//! Tab-separated chain files.
//!
//! ```text
//! #cosmological_parameters--omega_m	cosmological_parameters--h0	prior	like	post
//! ## sampler = emcee
//! ## walkers = 16
//! 0.31	0.68	1.20	-3.5	-2.3
//! ...
//! ```

use super::{OutputError, OutputWriter};
use std::fs::{File, OpenOptions};
use std::io::{BufRead, BufReader, BufWriter, Write};
use std::path::{Path, PathBuf};
use tracing::debug;

/// Buffered text writer; flushed on [`finalize`](OutputWriter::finalize).
#[derive(Debug)]
pub struct TextOutput {
    path: PathBuf,
    writer: Option<BufWriter<File>>,
    width: usize,
    rows: usize,
    append: bool,
}

impl TextOutput {
    #[must_use]
    pub fn new(path: impl Into<PathBuf>) -> Self {
        Self {
            path: path.into(),
            writer: None,
            width: 0,
            rows: 0,
            append: false,
        }
    }

    /// A writer that continues an existing chain file instead of
    /// truncating it. The header must match the columns passed to
    /// [`begin`](OutputWriter::begin); a missing or empty file is started
    /// fresh.
    #[must_use]
    pub fn appending(path: impl Into<PathBuf>) -> Self {
        Self {
            append: true,
            ..Self::new(path)
        }
    }

    pub fn path(&self) -> &Path {
        &self.path
    }

    fn writer(&mut self) -> Result<&mut BufWriter<File>, OutputError> {
        self.writer.as_mut().ok_or(OutputError::NotStarted)
    }
}

impl OutputWriter for TextOutput {
    fn begin(&mut self, columns: &[String], metadata: &[(String, String)]) -> Result<(), OutputError> {
        if let Some(parent) = self.path.parent().filter(|p| !p.as_os_str().is_empty()) {
            std::fs::create_dir_all(parent).map_err(|e| OutputError::io(parent, e))?;
        }
        let header = format!("#{}", columns.join("\t"));
        let existing = if self.append { first_line(&self.path)? } else { None };
        let file = match &existing {
            Some(line) if *line != header => {
                return Err(OutputError::Parse {
                    path: self.path.clone(),
                    line: 1,
                    message: format!("cannot append: header is '{line}', expected '{header}'"),
                });
            }
            Some(_) => OpenOptions::new().append(true).open(&self.path),
            None => File::create(&self.path),
        }
        .map_err(|e| OutputError::io(&self.path, e))?;
        let mut writer = BufWriter::new(file);

        let io = |e| OutputError::io(&self.path, e);
        if existing.is_none() {
            writeln!(writer, "{header}").map_err(io)?;
        }
        for (key, value) in metadata {
            writeln!(writer, "## {key} = {value}").map_err(io)?;
        }

        debug!(
            path = %self.path.display(),
            columns = columns.len(),
            appending = existing.is_some(),
            "Chain file opened"
        );
        self.writer = Some(writer);
        self.width = columns.len();
        Ok(())
    }

    fn record(&mut self, row: &[f64]) -> Result<(), OutputError> {
        if row.len() != self.width {
            return Err(OutputError::RowWidth {
                expected: self.width,
                got: row.len(),
            });
        }
        let line = row
            .iter()
            .map(f64::to_string)
            .collect::<Vec<_>>()
            .join("\t");
        let path = self.path.clone();
        writeln!(self.writer()?, "{line}").map_err(|e| OutputError::io(path, e))?;
        self.rows += 1;
        Ok(())
    }

    fn comment(&mut self, text: &str) -> Result<(), OutputError> {
        let path = self.path.clone();
        writeln!(self.writer()?, "## {text}").map_err(|e| OutputError::io(path, e))
    }

    fn finalize(&mut self) -> Result<(), OutputError> {
        if let Some(mut writer) = self.writer.take() {
            writer.flush().map_err(|e| OutputError::io(&self.path, e))?;
            debug!(path = %self.path.display(), rows = self.rows, "Chain file closed");
        }
        Ok(())
    }
}

/// First line of `path`, or `None` if the file is missing or empty.
fn first_line(path: &Path) -> Result<Option<String>, OutputError> {
    let file = match File::open(path) {
        Ok(f) => f,
        Err(e) if e.kind() == std::io::ErrorKind::NotFound => return Ok(None),
        Err(e) => return Err(OutputError::io(path, e)),
    };
    let mut line = String::new();
    BufReader::new(file)
        .read_line(&mut line)
        .map_err(|e| OutputError::io(path, e))?;
    let line = line.trim_end().to_string();
    Ok((!line.is_empty()).then_some(line))
}

/// A chain file read back into memory.
#[derive(Debug, Clone, Default, PartialEq)]
pub struct Chain {
    pub columns: Vec<String>,
    /// `## key = value` lines, in file order.
    pub metadata: Vec<(String, String)>,
    pub rows: Vec<Vec<f64>>,
}

impl Chain {
    /// Index of a column by label.
    #[must_use]
    pub fn column_index(&self, label: &str) -> Option<usize> {
        self.columns.iter().position(|c| c == label)
    }

    /// All values of one column.
    #[must_use]
    pub fn column(&self, index: usize) -> Vec<f64> {
        self.rows.iter().map(|r| r[index]).collect()
    }

    /// Last metadata value for `key`.
    #[must_use]
    pub fn meta(&self, key: &str) -> Option<&str> {
        self.metadata
            .iter()
            .rev()
            .find(|(k, _)| k == key)
            .map(|(_, v)| v.as_str())
    }
}

/// Reads a chain file written by [`TextOutput`].
///
/// # Errors
///
/// [`OutputError::Io`] or [`OutputError::Parse`].
pub fn read_chain(path: &Path) -> Result<Chain, OutputError> {
    let file = File::open(path).map_err(|e| OutputError::io(path, e))?;
    let mut chain = Chain::default();
    let parse_err = |line: usize, message: String| OutputError::Parse {
        path: path.to_path_buf(),
        line,
        message,
    };

    for (i, line) in BufReader::new(file).lines().enumerate() {
        let line = line.map_err(|e| OutputError::io(path, e))?;
        let n = i + 1;
        let trimmed = line.trim();
        if trimmed.is_empty() {
            continue;
        }
        if let Some(meta) = trimmed.strip_prefix("##") {
            if let Some((k, v)) = meta.split_once('=') {
                chain.metadata.push((k.trim().to_string(), v.trim().to_string()));
            }
            continue;
        }
        if let Some(header) = trimmed.strip_prefix('#') {
            chain.columns = header.split('\t').map(|c| c.trim().to_string()).collect();
            continue;
        }
        let row = trimmed
            .split_whitespace()
            .map(|t| t.parse::<f64>().map_err(|_| parse_err(n, format!("'{t}' is not a number"))))
            .collect::<Result<Vec<_>, _>>()?;
        if row.len() != chain.columns.len() {
            return Err(parse_err(
                n,
                format!("{} values for {} columns", row.len(), chain.columns.len()),
            ));
        }
        chain.rows.push(row);
    }
    Ok(chain)
}

#[cfg(test)]
mod tests {
    use super::*;
    use cosmix_types::ErrorCode;
    use tempfile::TempDir;

    fn columns() -> Vec<String> {
        ["cosmological_parameters--omega_m", "prior", "like", "post"]
            .iter()
            .map(|s| s.to_string())
            .collect()
    }

    #[test]
    fn write_then_read() {
        let temp = TempDir::new().expect("tempdir");
        let path = temp.path().join("chains/run.txt");
        let mut out = TextOutput::new(&path);
        out.begin(&columns(), &[("sampler".into(), "grid".into())])
            .expect("begin");
        out.record(&[0.3, 1.5, -2.0, -0.5]).expect("record");
        out.record(&[0.35, 1.5, f64::NEG_INFINITY, f64::NEG_INFINITY])
            .expect("record");
        out.comment("n_samples = 2").expect("comment");
        out.finalize().expect("finalize");

        let text = std::fs::read_to_string(&path).expect("read");
        assert!(text.starts_with("#cosmological_parameters--omega_m\tprior\tlike\tpost\n## sampler = grid\n"));

        let chain = read_chain(&path).expect("parse");
        assert_eq!(chain.columns, columns());
        assert_eq!(chain.rows.len(), 2);
        assert_eq!(chain.rows[1][2], f64::NEG_INFINITY);
        assert_eq!(chain.meta("sampler"), Some("grid"));
        assert_eq!(chain.meta("n_samples"), Some("2"));
        assert_eq!(chain.column_index("like"), Some(2));
    }

    #[test]
    fn record_before_begin() {
        let mut out = TextOutput::new("unused.txt");
        let err = out.record(&[1.0]).expect_err("not started");
        assert_eq!(err.code(), "OUTPUT_NOT_STARTED");
    }

    #[test]
    fn row_width_checked() {
        let temp = TempDir::new().expect("tempdir");
        let mut out = TextOutput::new(temp.path().join("x.txt"));
        out.begin(&columns(), &[]).expect("begin");
        let err = out.record(&[1.0]).expect_err("width");
        assert_eq!(err.code(), "OUTPUT_ROW_WIDTH");
    }

    #[test]
    fn malformed_chain() {
        let temp = TempDir::new().expect("tempdir");
        let path = temp.path().join("bad.txt");
        std::fs::write(&path, "#a\tb\n1 2\n3\n").expect("write");
        let err = read_chain(&path).expect_err("short row");
        assert!(err.to_string().contains(":3:"), "{err}");
    }

    #[test]
    fn append_continues_the_chain() {
        let temp = TempDir::new().expect("tempdir");
        let path = temp.path().join("run.txt");

        let mut out = TextOutput::appending(&path);
        out.begin(&columns(), &[("sampler".into(), "emcee".into())])
            .expect("fresh begin");
        out.record(&[0.3, 0.0, -1.0, -1.0]).expect("record");
        out.finalize().expect("finalize");

        let mut out = TextOutput::appending(&path);
        out.begin(&columns(), &[("resumed".into(), "true".into())])
            .expect("append begin");
        out.record(&[0.4, 0.0, -2.0, -2.0]).expect("record");
        out.finalize().expect("finalize");

        let chain = read_chain(&path).expect("parse");
        assert_eq!(chain.rows.len(), 2);
        assert_eq!(chain.meta("resumed"), Some("true"));

        let mut other = columns();
        other[0] = "cosmological_parameters--h0".into();
        let err = TextOutput::appending(&path)
            .begin(&other, &[])
            .expect_err("header mismatch");
        assert_eq!(err.code(), "OUTPUT_PARSE");
    }
}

■ ■ ■ ■ ■

» Task: All lines from the beginning of the entries through the line marked "Buffered text writer;" are to be output exactly; nothing else belongs in the answer.

» Problem solution:
//! Tab-separated chain files.
//!
//! ```text
//! #cosmological_parameters--omega_m	cosmological_parameters--h0	prior	like	post
//! ## sampler = emcee
//! ## walkers = 16
//! 0.31	0.68	1.20	-3.5	-2.3
//! ...
//! ```

use super::{OutputError, OutputWriter};
use std::fs::{File, OpenOptions};
use std::io::{BufRead, BufReader, BufWriter, Write};
use std::path::{Path, PathBuf};
use tracing::debug;

/// Buffered text writer; flushed on [`finalize`](OutputWriter::finalize).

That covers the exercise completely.